Exercise prompt » Set down exactly the lines below between the line holding "let t = jd_to_centuries(jd_tt);" and the line holding "let index = (solar_month_index(lon)", inclusive; no other line belongs in the answer.

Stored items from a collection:
--------------------
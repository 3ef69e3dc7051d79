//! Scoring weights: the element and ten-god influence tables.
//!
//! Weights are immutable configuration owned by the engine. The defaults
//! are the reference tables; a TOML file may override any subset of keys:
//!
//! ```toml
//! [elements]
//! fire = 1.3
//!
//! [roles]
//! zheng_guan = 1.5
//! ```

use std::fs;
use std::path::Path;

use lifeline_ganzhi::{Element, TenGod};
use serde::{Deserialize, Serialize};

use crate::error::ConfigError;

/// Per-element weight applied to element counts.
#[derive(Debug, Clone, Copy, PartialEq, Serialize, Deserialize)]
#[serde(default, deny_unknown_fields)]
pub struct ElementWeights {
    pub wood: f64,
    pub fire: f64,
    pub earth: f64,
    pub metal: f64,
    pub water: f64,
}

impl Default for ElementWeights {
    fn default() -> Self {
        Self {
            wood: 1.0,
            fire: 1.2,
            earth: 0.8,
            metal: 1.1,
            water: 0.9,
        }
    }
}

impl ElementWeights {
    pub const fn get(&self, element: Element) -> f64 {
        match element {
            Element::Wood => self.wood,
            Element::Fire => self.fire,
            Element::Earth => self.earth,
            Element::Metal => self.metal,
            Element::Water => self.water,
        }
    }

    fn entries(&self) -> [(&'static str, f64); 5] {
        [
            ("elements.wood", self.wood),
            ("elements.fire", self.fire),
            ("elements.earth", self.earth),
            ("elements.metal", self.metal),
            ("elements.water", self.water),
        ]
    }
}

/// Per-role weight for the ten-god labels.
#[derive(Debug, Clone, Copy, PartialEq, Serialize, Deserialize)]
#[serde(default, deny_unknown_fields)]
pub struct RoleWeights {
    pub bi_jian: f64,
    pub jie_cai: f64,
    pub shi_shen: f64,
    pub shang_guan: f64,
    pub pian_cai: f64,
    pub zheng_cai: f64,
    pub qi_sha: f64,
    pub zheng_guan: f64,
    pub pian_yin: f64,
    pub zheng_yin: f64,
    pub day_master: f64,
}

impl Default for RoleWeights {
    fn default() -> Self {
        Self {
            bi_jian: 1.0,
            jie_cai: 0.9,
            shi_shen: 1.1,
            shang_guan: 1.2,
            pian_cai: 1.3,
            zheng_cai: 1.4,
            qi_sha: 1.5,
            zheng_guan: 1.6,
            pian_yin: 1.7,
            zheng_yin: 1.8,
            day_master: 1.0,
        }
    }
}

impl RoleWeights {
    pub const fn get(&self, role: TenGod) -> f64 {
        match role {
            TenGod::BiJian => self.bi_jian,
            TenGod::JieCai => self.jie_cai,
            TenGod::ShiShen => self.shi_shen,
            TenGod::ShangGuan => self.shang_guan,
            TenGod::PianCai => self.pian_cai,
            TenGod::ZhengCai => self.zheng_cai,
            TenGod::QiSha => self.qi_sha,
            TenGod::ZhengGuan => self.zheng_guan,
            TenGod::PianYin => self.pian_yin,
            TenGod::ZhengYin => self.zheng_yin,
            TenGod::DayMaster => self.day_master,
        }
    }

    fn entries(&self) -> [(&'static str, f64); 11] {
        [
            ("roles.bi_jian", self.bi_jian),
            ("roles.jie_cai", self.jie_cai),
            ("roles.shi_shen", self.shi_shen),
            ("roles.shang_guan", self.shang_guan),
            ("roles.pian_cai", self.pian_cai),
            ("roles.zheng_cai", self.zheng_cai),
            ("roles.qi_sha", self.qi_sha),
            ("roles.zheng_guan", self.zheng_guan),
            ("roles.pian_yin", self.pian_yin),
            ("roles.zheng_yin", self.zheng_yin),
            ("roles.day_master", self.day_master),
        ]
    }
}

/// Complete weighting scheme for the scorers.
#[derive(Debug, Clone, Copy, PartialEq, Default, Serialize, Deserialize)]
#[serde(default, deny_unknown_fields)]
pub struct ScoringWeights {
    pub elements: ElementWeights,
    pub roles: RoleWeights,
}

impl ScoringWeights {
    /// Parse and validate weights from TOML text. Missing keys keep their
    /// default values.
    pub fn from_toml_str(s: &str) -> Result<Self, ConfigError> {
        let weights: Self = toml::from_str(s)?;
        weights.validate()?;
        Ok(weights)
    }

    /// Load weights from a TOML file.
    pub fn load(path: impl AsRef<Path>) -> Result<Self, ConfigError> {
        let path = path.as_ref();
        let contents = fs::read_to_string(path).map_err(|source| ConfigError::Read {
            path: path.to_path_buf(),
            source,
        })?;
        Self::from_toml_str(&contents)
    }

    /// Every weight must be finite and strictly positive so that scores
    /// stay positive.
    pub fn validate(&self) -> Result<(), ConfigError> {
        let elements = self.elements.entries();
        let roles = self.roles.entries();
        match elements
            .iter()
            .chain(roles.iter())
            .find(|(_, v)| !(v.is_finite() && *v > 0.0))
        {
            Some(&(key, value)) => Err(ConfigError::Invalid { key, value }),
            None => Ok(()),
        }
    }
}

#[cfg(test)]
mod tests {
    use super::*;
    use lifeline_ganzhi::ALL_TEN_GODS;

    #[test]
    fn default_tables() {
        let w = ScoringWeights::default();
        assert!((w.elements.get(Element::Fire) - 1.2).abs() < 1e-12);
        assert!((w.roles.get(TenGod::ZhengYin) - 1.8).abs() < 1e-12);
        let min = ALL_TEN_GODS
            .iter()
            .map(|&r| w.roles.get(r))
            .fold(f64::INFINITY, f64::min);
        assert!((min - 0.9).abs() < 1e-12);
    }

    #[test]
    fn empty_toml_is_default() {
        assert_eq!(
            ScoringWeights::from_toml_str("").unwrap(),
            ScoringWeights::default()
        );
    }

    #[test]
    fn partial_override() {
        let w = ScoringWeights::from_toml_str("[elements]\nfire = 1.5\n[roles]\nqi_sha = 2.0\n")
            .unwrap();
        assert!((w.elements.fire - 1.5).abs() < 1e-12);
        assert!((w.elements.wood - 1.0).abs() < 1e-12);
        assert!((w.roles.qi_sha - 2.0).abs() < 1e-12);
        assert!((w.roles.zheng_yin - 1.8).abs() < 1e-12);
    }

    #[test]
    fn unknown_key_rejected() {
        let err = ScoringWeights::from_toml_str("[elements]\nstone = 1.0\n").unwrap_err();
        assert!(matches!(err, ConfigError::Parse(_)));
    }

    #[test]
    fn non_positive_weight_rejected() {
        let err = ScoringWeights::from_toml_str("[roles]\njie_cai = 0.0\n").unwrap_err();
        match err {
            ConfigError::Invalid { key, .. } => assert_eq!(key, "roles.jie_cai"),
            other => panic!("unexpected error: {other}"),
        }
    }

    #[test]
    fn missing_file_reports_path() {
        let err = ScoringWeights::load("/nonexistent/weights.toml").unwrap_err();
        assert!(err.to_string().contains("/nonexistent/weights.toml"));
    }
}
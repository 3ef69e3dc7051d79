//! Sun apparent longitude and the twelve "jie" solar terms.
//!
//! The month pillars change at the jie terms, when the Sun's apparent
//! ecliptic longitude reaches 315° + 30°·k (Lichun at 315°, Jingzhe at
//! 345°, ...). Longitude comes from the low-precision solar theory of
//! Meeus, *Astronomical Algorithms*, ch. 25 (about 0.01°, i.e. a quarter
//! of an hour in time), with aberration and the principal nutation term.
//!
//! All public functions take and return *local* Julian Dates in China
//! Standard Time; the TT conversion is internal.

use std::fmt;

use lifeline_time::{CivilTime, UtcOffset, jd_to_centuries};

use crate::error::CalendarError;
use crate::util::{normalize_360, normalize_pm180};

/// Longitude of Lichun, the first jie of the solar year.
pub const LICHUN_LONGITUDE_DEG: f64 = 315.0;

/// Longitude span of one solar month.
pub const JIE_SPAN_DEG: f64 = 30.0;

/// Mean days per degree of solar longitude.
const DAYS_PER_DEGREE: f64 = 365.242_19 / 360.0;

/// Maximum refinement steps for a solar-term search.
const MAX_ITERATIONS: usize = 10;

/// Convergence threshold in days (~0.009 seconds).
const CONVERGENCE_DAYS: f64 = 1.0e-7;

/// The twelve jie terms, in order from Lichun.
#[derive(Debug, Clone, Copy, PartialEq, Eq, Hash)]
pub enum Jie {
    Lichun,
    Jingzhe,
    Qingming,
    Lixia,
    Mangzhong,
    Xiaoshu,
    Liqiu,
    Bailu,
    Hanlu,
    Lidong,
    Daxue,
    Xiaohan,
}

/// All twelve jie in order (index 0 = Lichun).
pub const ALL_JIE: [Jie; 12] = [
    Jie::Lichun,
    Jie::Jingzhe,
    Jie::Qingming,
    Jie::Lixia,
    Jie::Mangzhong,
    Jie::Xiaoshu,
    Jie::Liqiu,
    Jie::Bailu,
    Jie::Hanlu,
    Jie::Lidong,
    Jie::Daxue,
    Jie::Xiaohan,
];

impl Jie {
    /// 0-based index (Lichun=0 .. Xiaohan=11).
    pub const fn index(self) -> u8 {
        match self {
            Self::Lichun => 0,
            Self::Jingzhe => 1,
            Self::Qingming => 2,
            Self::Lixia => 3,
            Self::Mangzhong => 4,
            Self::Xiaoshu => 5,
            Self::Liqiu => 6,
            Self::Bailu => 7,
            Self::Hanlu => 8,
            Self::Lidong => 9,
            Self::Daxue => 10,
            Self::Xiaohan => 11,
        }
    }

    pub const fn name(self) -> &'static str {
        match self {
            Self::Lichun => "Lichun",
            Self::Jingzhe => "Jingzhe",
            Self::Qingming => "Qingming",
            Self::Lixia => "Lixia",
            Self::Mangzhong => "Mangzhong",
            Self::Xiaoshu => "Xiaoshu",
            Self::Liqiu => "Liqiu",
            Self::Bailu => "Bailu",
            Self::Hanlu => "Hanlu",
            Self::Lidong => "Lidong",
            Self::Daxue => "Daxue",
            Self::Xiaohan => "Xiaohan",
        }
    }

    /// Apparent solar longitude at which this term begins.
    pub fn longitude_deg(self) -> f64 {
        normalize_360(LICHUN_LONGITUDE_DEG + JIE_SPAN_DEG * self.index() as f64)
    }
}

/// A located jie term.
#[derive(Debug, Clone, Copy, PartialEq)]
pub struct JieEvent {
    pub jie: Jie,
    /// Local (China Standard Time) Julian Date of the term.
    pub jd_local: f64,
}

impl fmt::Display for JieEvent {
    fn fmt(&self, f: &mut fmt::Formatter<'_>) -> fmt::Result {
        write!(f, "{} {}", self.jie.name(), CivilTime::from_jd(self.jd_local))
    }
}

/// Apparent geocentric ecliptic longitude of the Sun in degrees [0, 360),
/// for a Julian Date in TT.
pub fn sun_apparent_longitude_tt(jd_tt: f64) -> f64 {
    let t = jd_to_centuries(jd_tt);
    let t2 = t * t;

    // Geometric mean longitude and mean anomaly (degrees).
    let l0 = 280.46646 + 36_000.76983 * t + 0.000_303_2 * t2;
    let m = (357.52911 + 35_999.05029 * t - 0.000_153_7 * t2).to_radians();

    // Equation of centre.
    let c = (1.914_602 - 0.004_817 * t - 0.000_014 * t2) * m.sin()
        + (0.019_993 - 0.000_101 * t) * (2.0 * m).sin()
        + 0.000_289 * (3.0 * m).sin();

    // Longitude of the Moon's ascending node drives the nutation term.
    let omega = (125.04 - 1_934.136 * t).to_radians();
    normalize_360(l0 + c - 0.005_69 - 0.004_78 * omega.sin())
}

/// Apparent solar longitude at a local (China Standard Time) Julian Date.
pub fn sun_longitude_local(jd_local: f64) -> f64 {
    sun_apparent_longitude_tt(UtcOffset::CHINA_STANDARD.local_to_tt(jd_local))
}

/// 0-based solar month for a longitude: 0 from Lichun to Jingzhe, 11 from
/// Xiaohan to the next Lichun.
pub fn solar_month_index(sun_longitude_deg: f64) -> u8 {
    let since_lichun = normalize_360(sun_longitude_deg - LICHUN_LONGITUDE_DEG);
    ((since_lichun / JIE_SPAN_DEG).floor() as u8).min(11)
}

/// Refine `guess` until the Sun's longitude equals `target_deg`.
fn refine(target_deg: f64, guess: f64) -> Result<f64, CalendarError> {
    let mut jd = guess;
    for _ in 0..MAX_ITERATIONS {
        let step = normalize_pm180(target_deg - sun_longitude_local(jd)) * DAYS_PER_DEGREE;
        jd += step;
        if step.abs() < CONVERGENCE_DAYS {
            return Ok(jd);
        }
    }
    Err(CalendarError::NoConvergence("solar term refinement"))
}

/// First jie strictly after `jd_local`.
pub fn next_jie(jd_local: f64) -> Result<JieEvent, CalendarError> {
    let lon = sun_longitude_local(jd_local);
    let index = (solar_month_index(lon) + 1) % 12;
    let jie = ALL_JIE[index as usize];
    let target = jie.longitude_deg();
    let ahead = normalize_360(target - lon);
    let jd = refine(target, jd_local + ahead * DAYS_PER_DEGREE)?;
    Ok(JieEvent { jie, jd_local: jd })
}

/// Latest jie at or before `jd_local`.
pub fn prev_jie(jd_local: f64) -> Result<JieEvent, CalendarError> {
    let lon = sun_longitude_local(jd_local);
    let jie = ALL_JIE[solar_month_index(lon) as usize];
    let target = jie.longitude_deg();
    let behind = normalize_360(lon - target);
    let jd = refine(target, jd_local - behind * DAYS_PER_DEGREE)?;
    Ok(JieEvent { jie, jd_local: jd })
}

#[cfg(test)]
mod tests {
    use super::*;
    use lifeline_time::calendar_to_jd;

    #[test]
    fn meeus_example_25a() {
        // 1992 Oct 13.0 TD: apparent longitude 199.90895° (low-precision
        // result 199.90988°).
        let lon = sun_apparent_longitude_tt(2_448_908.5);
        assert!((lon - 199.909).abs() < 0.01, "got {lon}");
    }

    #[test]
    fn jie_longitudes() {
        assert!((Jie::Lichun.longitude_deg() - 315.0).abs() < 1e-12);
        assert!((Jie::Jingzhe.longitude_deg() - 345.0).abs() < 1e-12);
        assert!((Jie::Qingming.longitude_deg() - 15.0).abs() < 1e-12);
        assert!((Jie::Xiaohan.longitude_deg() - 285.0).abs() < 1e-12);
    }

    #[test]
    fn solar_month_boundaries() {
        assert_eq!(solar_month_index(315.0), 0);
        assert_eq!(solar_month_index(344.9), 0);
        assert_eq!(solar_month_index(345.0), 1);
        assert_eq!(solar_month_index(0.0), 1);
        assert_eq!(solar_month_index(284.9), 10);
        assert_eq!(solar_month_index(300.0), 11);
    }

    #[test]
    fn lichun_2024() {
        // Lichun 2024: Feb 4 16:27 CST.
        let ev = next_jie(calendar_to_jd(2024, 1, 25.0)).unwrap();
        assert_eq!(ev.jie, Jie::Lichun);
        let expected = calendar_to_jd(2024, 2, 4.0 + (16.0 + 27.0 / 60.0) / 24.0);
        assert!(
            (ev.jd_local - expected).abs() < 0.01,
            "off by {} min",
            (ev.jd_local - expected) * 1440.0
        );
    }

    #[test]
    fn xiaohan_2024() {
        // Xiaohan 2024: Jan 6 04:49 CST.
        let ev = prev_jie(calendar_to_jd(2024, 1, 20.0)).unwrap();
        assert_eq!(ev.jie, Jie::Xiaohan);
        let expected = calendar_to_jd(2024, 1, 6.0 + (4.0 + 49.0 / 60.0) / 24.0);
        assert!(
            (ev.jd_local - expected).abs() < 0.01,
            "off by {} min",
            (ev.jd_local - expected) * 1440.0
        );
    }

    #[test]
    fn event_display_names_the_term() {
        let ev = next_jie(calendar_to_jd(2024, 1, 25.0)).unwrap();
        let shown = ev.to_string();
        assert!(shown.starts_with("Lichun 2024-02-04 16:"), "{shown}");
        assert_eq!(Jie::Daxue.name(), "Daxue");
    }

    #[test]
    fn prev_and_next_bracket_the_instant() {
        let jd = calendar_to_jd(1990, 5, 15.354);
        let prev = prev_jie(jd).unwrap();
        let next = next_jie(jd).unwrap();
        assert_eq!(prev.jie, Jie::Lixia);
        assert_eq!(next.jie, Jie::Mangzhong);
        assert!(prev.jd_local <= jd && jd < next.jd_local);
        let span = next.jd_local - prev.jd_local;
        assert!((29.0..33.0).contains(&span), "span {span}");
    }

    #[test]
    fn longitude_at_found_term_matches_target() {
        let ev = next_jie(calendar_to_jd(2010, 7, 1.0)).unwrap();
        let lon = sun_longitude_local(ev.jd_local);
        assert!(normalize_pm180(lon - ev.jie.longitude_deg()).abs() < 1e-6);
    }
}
--------------------
Response to this task »
    let t = jd_to_centuries(jd_tt);
    let t2 = t * t;

    // Geometric mean longitude and mean anomaly (degrees).
    let l0 = 280.46646 + 36_000.76983 * t + 0.000_303_2 * t2;
    let m = (357.52911 + 35_999.05029 * t - 0.000_153_7 * t2).to_radians();

    // Equation of centre.
    let c = (1.914_602 - 0.004_817 * t - 0.000_014 * t2) * m.sin()
        + (0.019_993 - 0.000_101 * t) * (2.0 * m).sin()
        + 0.000_289 * (3.0 * m).sin();

    // Longitude of the Moon's ascending node drives the nutation term.
    let omega = (125.04 - 1_934.136 * t).to_radians();
    normalize_360(l0 + c - 0.005_69 - 0.004_78 * omega.sin())
}

/// Apparent solar longitude at a local (China Standard Time) Julian Date.
pub fn sun_longitude_local(jd_local: f64) -> f64 {
    sun_apparent_longitude_tt(UtcOffset::CHINA_STANDARD.local_to_tt(jd_local))
}

/// 0-based solar month for a longitude: 0 from Lichun to Jingzhe, 11 from
/// Xiaohan to the next Lichun.
pub fn solar_month_index(sun_longitude_deg: f64) -> u8 {
    let since_lichun = normalize_360(sun_longitude_deg - LICHUN_LONGITUDE_DEG);
    ((since_lichun / JIE_SPAN_DEG).floor() as u8).min(11)
}

/// Refine `guess` until the Sun's longitude equals `target_deg`.
fn refine(target_deg: f64, guess: f64) -> Result<f64, CalendarError> {
    let mut jd = guess;
    for _ in 0..MAX_ITERATIONS {
        let step = normalize_pm180(target_deg - sun_longitude_local(jd)) * DAYS_PER_DEGREE;
        jd += step;
        if step.abs() < CONVERGENCE_DAYS {
            return Ok(jd);
        }
    }
    Err(CalendarError::NoConvergence("solar term refinement"))
}

/// First jie strictly after `jd_local`.
pub fn next_jie(jd_local: f64) -> Result<JieEvent, CalendarError> {
    let lon = sun_longitude_local(jd_local);
    let index = (solar_month_index(lon) + 1) % 12;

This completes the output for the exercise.